Wild West Without the Guns

The Gulf of Carpentaria is about as outback as you can get in Australia. We are just back from there. Janet has dubbed it ‘the wild west without the guns’.

Take an example.

We rocked up to the Burketown pub for a meal. The new pub. The old one didn’t survive the arson attack in 2012.

Inside the bar area, things were as rowdy as all get-out. Impossibly noisy. It was wall-to-wall men, with three exceptions: the long-suffering barmaid, Janet, and a middle-aged woman with a prosthetic leg. Most of the men were missing their front teeth and/or had a broken nose. B’Jesus, it looked rough. It looked like a war zone or a casualty ward. Going by the talk around town, I figured the fights would have been about women and/or horses.

We ate outside, al fresco, where it was quiet, and the visuals included a glorious outback sunset. For our entertainment, a swarm of tens of thousands of fruit bats, blackening the sky, set out to look for their evening meal. No fights in this community as far as I could ascertain. We ate great barramundi. I’m not sure what the fruit bats were able to find.

Take another example.

I refer you to the the notorious ‘animal bar’ at Karumba, a small town that sits right on the waters of the Gulf, a place where waves and salt-water crocodiles come ashore. The animal bar, part of the Karumba Lodge Hotel Motel, first came to the world’s attention in the lawless days before Karumba had a police station. Nowadays, with police in attendance, one might have assumed the animals had been tamed and the bar had lost its mojo. This was the line put about by the management of Karumba Lodge when it petitioned for the bar’s unflattering name to be retired.
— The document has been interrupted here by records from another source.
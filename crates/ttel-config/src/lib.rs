//! Ambient, non-functional configuration: block size, the snapshot
//! elapsed-time threshold, diagnostics, and the log directory.
//!
//! Follows the same load-and-degrade shape `core-config` uses for its own
//! TOML file: a missing or unparseable file falls back to defaults rather
//! than failing the caller, logged once at `warn!` so the fallback isn't
//! silent.

use anyhow::Result;
use serde::Deserialize;
use std::path::{Path, PathBuf};
use tracing::warn;

#[derive(Debug, Deserialize, Clone, PartialEq)]
#[serde(default)]
pub struct TtelConfig {
    pub block_size: usize,
    pub snapshot_threshold_ms: f64,
    pub diag_enabled: bool,
    pub log_dir: PathBuf,
}

impl Default for TtelConfig {
    fn default() -> Self {
        Self {
            block_size: 256,
            snapshot_threshold_ms: 50.0,
            diag_enabled: false,
            log_dir: PathBuf::from("./ttel-log"),
        }
    }
}

impl TtelConfig {
    /// Loads from `path` if given, else falls back to defaults. Never
    /// returns an `Err`: a missing file or a parse failure both degrade to
    /// `TtelConfig::default()`, with a `warn!` logged in the latter case.
    pub fn load_from(path: Option<&Path>) -> Result<Self> {
        let Some(path) = path else {
            return Ok(Self::default());
        };
        match std::fs::read_to_string(path) {
            Ok(content) => match toml::from_str::<Self>(&content) {
                Ok(cfg) => Ok(cfg),
                Err(e) => {
                    warn!(target: "ttel.config", path = %path.display(), error = %e, "failed to parse config, using defaults");
                    Ok(Self::default())
                }
            },
            Err(_) => Ok(Self::default()),
        }
    }
}

#[cfg(test)]
mod tests {
    use super::*;
    use std::io::Write;
    use std::sync::{Arc, Mutex, MutexGuard};
    use tracing::Level;
    use tracing::subscriber::with_default;
    use tracing_subscriber::fmt::MakeWriter;

    #[derive(Clone)]
    struct BufferWriter {
        inner: Arc<Mutex<Vec<u8>>>,
    }

    impl BufferWriter {
        fn new() -> (Self, Arc<Mutex<Vec<u8>>>) {
            let buf = Arc::new(Mutex::new(Vec::new()));
            (Self { inner: buf.clone() }, buf)
        }
    }

    struct LockedWriter<'a> {
        guard: MutexGuard<'a, Vec<u8>>,
    }

    impl<'a> Write for LockedWriter<'a> {
        fn write(&mut self, buf: &[u8]) -> std::io::Result<usize> {
            self.guard.extend_from_slice(buf);
            Ok(buf.len())
        }

        fn flush(&mut self) -> std::io::Result<()> {
            Ok(())
        }
    }

    impl<'a> MakeWriter<'a> for BufferWriter {
        type Writer = LockedWriter<'a>;

        fn make_writer(&'a self) -> Self::Writer {
            LockedWriter {
                guard: self.inner.lock().expect("log buffer poisoned"),
            }
        }
    }

    #[test]
    fn missing_path_falls_back_to_defaults() {
        let cfg = TtelConfig::load_from(None).unwrap();
        assert_eq!(cfg, TtelConfig::default());
    }

    #[test]
    fn nonexistent_file_falls_back_to_defaults() {
        let cfg = TtelConfig::load_from(Some(Path::new("__does_not_exist__.toml"))).unwrap();
        assert_eq!(cfg, TtelConfig::default());
    }

    #[test]
    fn parses_overridden_fields() {
        let tmp = tempfile::NamedTempFile::new().unwrap();
        std::fs::write(tmp.path(), "block_size = 64\ndiag_enabled = true\n").unwrap();
        let cfg = TtelConfig::load_from(Some(tmp.path())).unwrap();
        assert_eq!(cfg.block_size, 64);
        assert!(cfg.diag_enabled);
        assert_eq!(cfg.snapshot_threshold_ms, TtelConfig::default().snapshot_threshold_ms);
    }

    #[test]
    fn malformed_file_logs_a_warning_and_falls_back() {
        let tmp = tempfile::NamedTempFile::new().unwrap();
        std::fs::write(tmp.path(), "this is not valid toml [[[").unwrap();
        let (writer, buffer) = BufferWriter::new();
        let subscriber = tracing_subscriber::fmt()
            .with_max_level(Level::WARN)
            .with_target(true)
            .with_ansi(false)
            .without_time()
            .with_writer(writer)
            .finish();

        let cfg = with_default(subscriber, || TtelConfig::load_from(Some(tmp.path())).unwrap());

        assert_eq!(cfg, TtelConfig::default());
        let log_output = String::from_utf8(buffer.lock().unwrap().clone()).unwrap();
        assert!(log_output.contains("WARN ttel.config:"));
    }
}
//! Global mode state: a small stack with one base entry plus any number of
//! `ExcludedExecution` modifiers, and a cached OR'd effective mode.
//!
//! Modeled the way `core-state`'s `Mode`/`OverlayMode` pair represents a
//! base editing mode plus an independently toggleable overlay: keep the
//! base and the modifier as separate concepts instead of one flat enum of
//! every combination, and recompute the derived value on every mutation
//! rather than letting it drift out of sync.

use thiserror::Error;

#[derive(Debug, Clone, Copy, PartialEq, Eq)]
pub enum BaseMode {
    /// Attached but not yet recording; object tagging is still active.
    Pending,
    Detached,
    RecordEnabled,
    DebuggingEnabled,
}

#[derive(Debug, Clone, Copy, PartialEq, Eq)]
enum ModeToken {
    Base(BaseMode),
    ExcludedExecution,
}

#[derive(Debug, Error, PartialEq, Eq)]
pub enum ModeError {
    #[error("pop_excluded_execution called with no excluded-execution marker on the stack")]
    StackUnderflow,
}

/// The OR-folded view of the mode stack.
#[derive(Debug, Clone, Copy, PartialEq, Eq)]
pub struct EffectiveMode {
    pub base: BaseMode,
    pub excluded_execution: bool,
}

pub struct ModeMachine {
    stack: Vec<ModeToken>,
    cached: EffectiveMode,
}

impl ModeMachine {
    pub fn new(initial: BaseMode) -> Self {
        let stack = vec![ModeToken::Base(initial)];
        let cached = EffectiveMode {
            base: initial,
            excluded_execution: false,
        };
        tracing::info!(target: "ttel.mode", base = ?initial, "mode machine initialized");
        Self { stack, cached }
    }

    pub fn effective(&self) -> EffectiveMode {
        self.cached
    }

    /// Replaces the base mode at the bottom of the stack, leaving any
    /// `ExcludedExecution` markers untouched.
    pub fn set_base(&mut self, base: BaseMode) {
        self.stack[0] = ModeToken::Base(base);
        self.recompute();
        tracing::info!(target: "ttel.mode", new_base = ?base, "base mode transition");
    }

    pub fn push_excluded_execution(&mut self) {
        self.stack.push(ModeToken::ExcludedExecution);
        self.recompute();
        tracing::trace!(target: "ttel.mode", depth = self.stack.len(), "push excluded execution");
    }

    pub fn pop_excluded_execution(&mut self) -> Result<(), ModeError> {
        match self.stack.last() {
            Some(ModeToken::ExcludedExecution) => {
                self.stack.pop();
                self.recompute();
                tracing::trace!(target: "ttel.mode", depth = self.stack.len(), "pop excluded execution");
                Ok(())
            }
            _ => Err(ModeError::StackUnderflow),
        }
    }

    fn recompute(&mut self) {
        let base = self
            .stack
            .iter()
            .find_map(|t| match t {
                ModeToken::Base(b) => Some(*b),
                ModeToken::ExcludedExecution => None,
            })
            .expect("index 0 is always a base token");
        let excluded_execution = self
            .stack
            .iter()
            .any(|t| matches!(t, ModeToken::ExcludedExecution));
        self.cached = EffectiveMode {
            base,
            excluded_execution,
        };
    }

    pub fn should_record(&self) -> bool {
        self.cached.base == BaseMode::RecordEnabled && !self.cached.excluded_execution
    }

    pub fn should_replay(&self) -> bool {
        self.cached.base == BaseMode::DebuggingEnabled && !self.cached.excluded_execution
    }

    pub fn should_tag_jsrt(&self) -> bool {
        matches!(self.cached.base, BaseMode::Pending | BaseMode::RecordEnabled)
            && !self.cached.excluded_execution
    }

    pub fn should_tag_external(&self) -> bool {
        matches!(
            self.cached.base,
            BaseMode::Pending | BaseMode::RecordEnabled | BaseMode::DebuggingEnabled
        ) && !self.cached.excluded_execution
    }

    pub fn is_active(&self) -> bool {
        matches!(
            self.cached.base,
            BaseMode::RecordEnabled | BaseMode::DebuggingEnabled
        )
    }

    pub fn is_detached(&self) -> bool {
        self.cached.base == BaseMode::Detached
    }
}

#[cfg(test)]
mod tests {
    use super::*;

    #[test]
    fn excluded_execution_suppresses_record_without_changing_base() {
        let mut m = ModeMachine::new(BaseMode::Pending);
        m.set_base(BaseMode::RecordEnabled);
        assert!(m.should_record());
        m.push_excluded_execution();
        assert!(!m.should_record());
        assert_eq!(m.effective().base, BaseMode::RecordEnabled);
        m.pop_excluded_execution().unwrap();
        assert!(m.should_record());
    }

    #[test]
    fn pop_without_push_is_an_error() {
        let mut m = ModeMachine::new(BaseMode::Pending);
        assert_eq!(m.pop_excluded_execution(), Err(ModeError::StackUnderflow));
    }

    #[test]
    fn should_tag_external_covers_pending_record_and_debugging() {
        let mut m = ModeMachine::new(BaseMode::Pending);
        assert!(m.should_tag_external());
        m.set_base(BaseMode::RecordEnabled);
        assert!(m.should_tag_external());
        m.set_base(BaseMode::DebuggingEnabled);
        assert!(m.should_tag_external());
        m.set_base(BaseMode::Detached);
        assert!(!m.should_tag_external());
    }

    #[test]
    fn detached_is_not_active() {
        let m = ModeMachine::new(BaseMode::Detached);
        assert!(!m.is_active());
        assert!(m.is_detached());
    }
}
But, a week or two before we hit town, a patron of the bar had had his ear bitten off in situ. The animals were still ascendant. The name stayed.

I figured the disputes here would have been about women and prawning leases.

Take yet another example.

The Albion pub in Normanton, one of three in the town, serves the best barramundi meal in the Gulf, and a wide variety of cold beers on tap, including Victoria Bitter. Here, Janet received a proposal of marriage from an old fart that, I assume, props up the bar in perpetuity. I wasn’t present at the time. I was out on the patio. Had I been present, and feeling mischievous, I might have asked him what his bride price was.

Now Janet, despite her years, is an attractive woman. Let’s be clear about that. But I couldn’t help but feel that the gender ratio in these Gulf towns is heavily weighted towards males. And that this sets the tone for what passes for social activity. And accounts for the fights.

When I was very much younger, and lived in Melbourne, we had a saying apropos of people who took an unnecessarily circuitous route from A to B. We would say, ‘Oh, he/she went via the Gulf of Carpentaria.’ For us, the Gulf epitomized remote out-of-the-way places. Now that, for Janet and I at any rate, the Gulf has been effectively demystified, how do we now describe someone who likes to take the scenic route?

As a person who went via Shangri La? Or the mountains of the moon?